The Cry

Attentiveness and Call to Place

26 January 2011

The below reflection was originally posted on This Ignatian Life blog (http://ignatianlife.org/) on January 16, 2011. It was inspired by the theme of stability at our recent WMF Staff Gathering in July 2010.

This past Christmas season was my second in Buenos Aires, Argentina. As Christmas approached and many from our community began to leave for vacation, I began to miss family, friends, and Christmas traditions in California. Those moments of homesickness motivated me to consider the things I enjoy about Christmas in Argentina. It didn’t take too long to come up with a top ten list of favorite Christmas customs and traditions I look forward to in Argentina. Many of these favorite things about Christmas in Argentina involve the arrival of summer in the Southern Hemisphere and most involve traditions shared with my community here. This exercise of attentiveness served me well in embracing and celebrating the Christmas season more fully.

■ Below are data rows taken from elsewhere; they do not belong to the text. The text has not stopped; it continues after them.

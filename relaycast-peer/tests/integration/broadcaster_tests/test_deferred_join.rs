use serde_json::json;

use crate::integration::{TestRig, init_tracing, test_config};
use crate::utils::CountingMediaSource;

#[tokio::test]
async fn test_join_before_media_is_deferred() {
    init_tracing();

    let mut rig = TestRig::new();
    let (media, gate) = CountingMediaSource::gated();
    let handle = rig.broadcaster(test_config(), media.clone());
    let mut relay = rig.next_connection().await;

    relay.push(json!({"type": "viewer-joined"}));
    assert!(
        relay.next_frame(200).await.is_none(),
        "no offer without local media"
    );

    gate.notify_one();

    let offer = relay.next_of_type("offer").await;
    assert_eq!(offer["viewerId"], 1);
    assert_eq!(media.acquired(), 1);

    handle.close().await;
}
use relaycast_core::ViewerId;
use std::fmt;

/// Routes asynchronous results back to the session that requested them.
///
/// `generation` is unique per coordinator, so a result produced for a
/// session that has since been torn down never matches its successor.
#[derive(Debug, Clone, Copy, PartialEq, Eq, Hash)]
pub struct SessionKey {
    pub viewer_id: Option<ViewerId>,
    pub generation: u64,
}

impl fmt::Display for SessionKey {
    fn fmt(&self, f: &mut fmt::Formatter<'_>) -> fmt::Result {
        match self.viewer_id {
            Some(id) => write!(f, "viewer {} (gen {})", id, self.generation),
            None => write!(f, "viewer session (gen {})", self.generation),
        }
    }
}
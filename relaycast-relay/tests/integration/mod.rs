mod test_multiplexed_routing;

use futures::{SinkExt, StreamExt};
use relaycast_relay::{RelayService, serve};
use std::net::SocketAddr;
use std::time::Duration;
use tokio::net::{TcpListener, TcpStream};
use tokio_tungstenite::tungstenite::Message;
use tokio_tungstenite::{MaybeTlsStream, WebSocketStream, connect_async};
use tracing::Level;

pub fn init_tracing() {
    let _ = tracing_subscriber::fmt()
        .with_max_level(Level::DEBUG)
        .with_test_writer()
        .try_init();
}

pub async fn start_relay() -> (SocketAddr, RelayService) {
    let listener = TcpListener::bind("127.0.0.1:0")
        .await
        .expect("bind relay");
    let addr = listener.local_addr().unwrap();
    let service = RelayService::new();
    tokio::spawn(serve(listener, service.clone()));
    (addr, service)
}

pub struct WsClient {
    socket: WebSocketStream<MaybeTlsStream<TcpStream>>,
}

impl WsClient {
    pub async fn connect(addr: SocketAddr, path: &str) -> Self {
        let (socket, _) = connect_async(format!("ws://{}{}", addr, path))
            .await
            .expect("connect to relay");
        Self { socket }
    }

    pub async fn send(&mut self, text: &str) {
        self.socket
            .send(Message::Text(text.to_owned().into()))
            .await
            .expect("send frame");
    }

    /// Next text frame, or `None` after `timeout_ms`.
    pub async fn recv(&mut self, timeout_ms: u64) -> Option<String> {
        let deadline = tokio::time::Instant::now() + Duration::from_millis(timeout_ms);
        loop {
            let next = tokio::time::timeout_at(deadline, self.socket.next()).await.ok()??;
            match next.ok()? {
                Message::Text(text) => return Some(text.as_str().to_owned()),
                Message::Close(_) => return None,
                _ => continue,
            }
        }
    }

    pub async fn close(mut self) {
        let _ = self.socket.close(None).await;
    }
}

/// Wait until the relay has registered `count` connections.
pub async fn wait_for_connections(service: &RelayService, count: usize) {
    for _ in 0..200 {
        if service.connection_count() == count {
            return;
        }
        tokio::time::sleep(Duration::from_millis(10)).await;
    }
    panic!(
        "expected {} relay connections, have {}",
        count,
        service.connection_count()
    );
}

As I begin 2011, I desire to deepen my stability and extend roots of love in Buenos Aires. At our Word Made Flesh Staff Gathering last July, Walter Forcatto, Argentina Co-Field Director, challenged our community to deepen our call to place. Part of loving our neighbor involves growing in love with the places where we serve. Walter encouraged us to name, remember and celebrate what we love in the places where we live out our mission and vocation. Stability in mission entails what we make our own, what we love, and what we hope to love.

This new year I desire to do just that. I intend to make effort for more exercises like my Christmas top ten. I plan to pay attention to the things I love about the city, culture, and people of Buenos Aires. I trust that this posture will enable me to more deeply embrace and share in the fullness of life with those I am called to serve among.

I noticed something else this Christmas season. As Christmas approached, many of my friends here in Buenos Aires asked me when I was leaving for “las fiestas.” Most of my friends assumed I was headed to the United Sates or somewhere on vacation for the holiday season. When I responded that I was staying for Christmas and New Years this year, this often lead to conversations about what Christmas is like in Argentina. We shared our different Christmas traditions in Argentina and the United States. It provided meaningful connection to share in the culture and traditions of my friends who I serve among.

My prayer is that this posture of attentiveness to place can continue this new year ahead.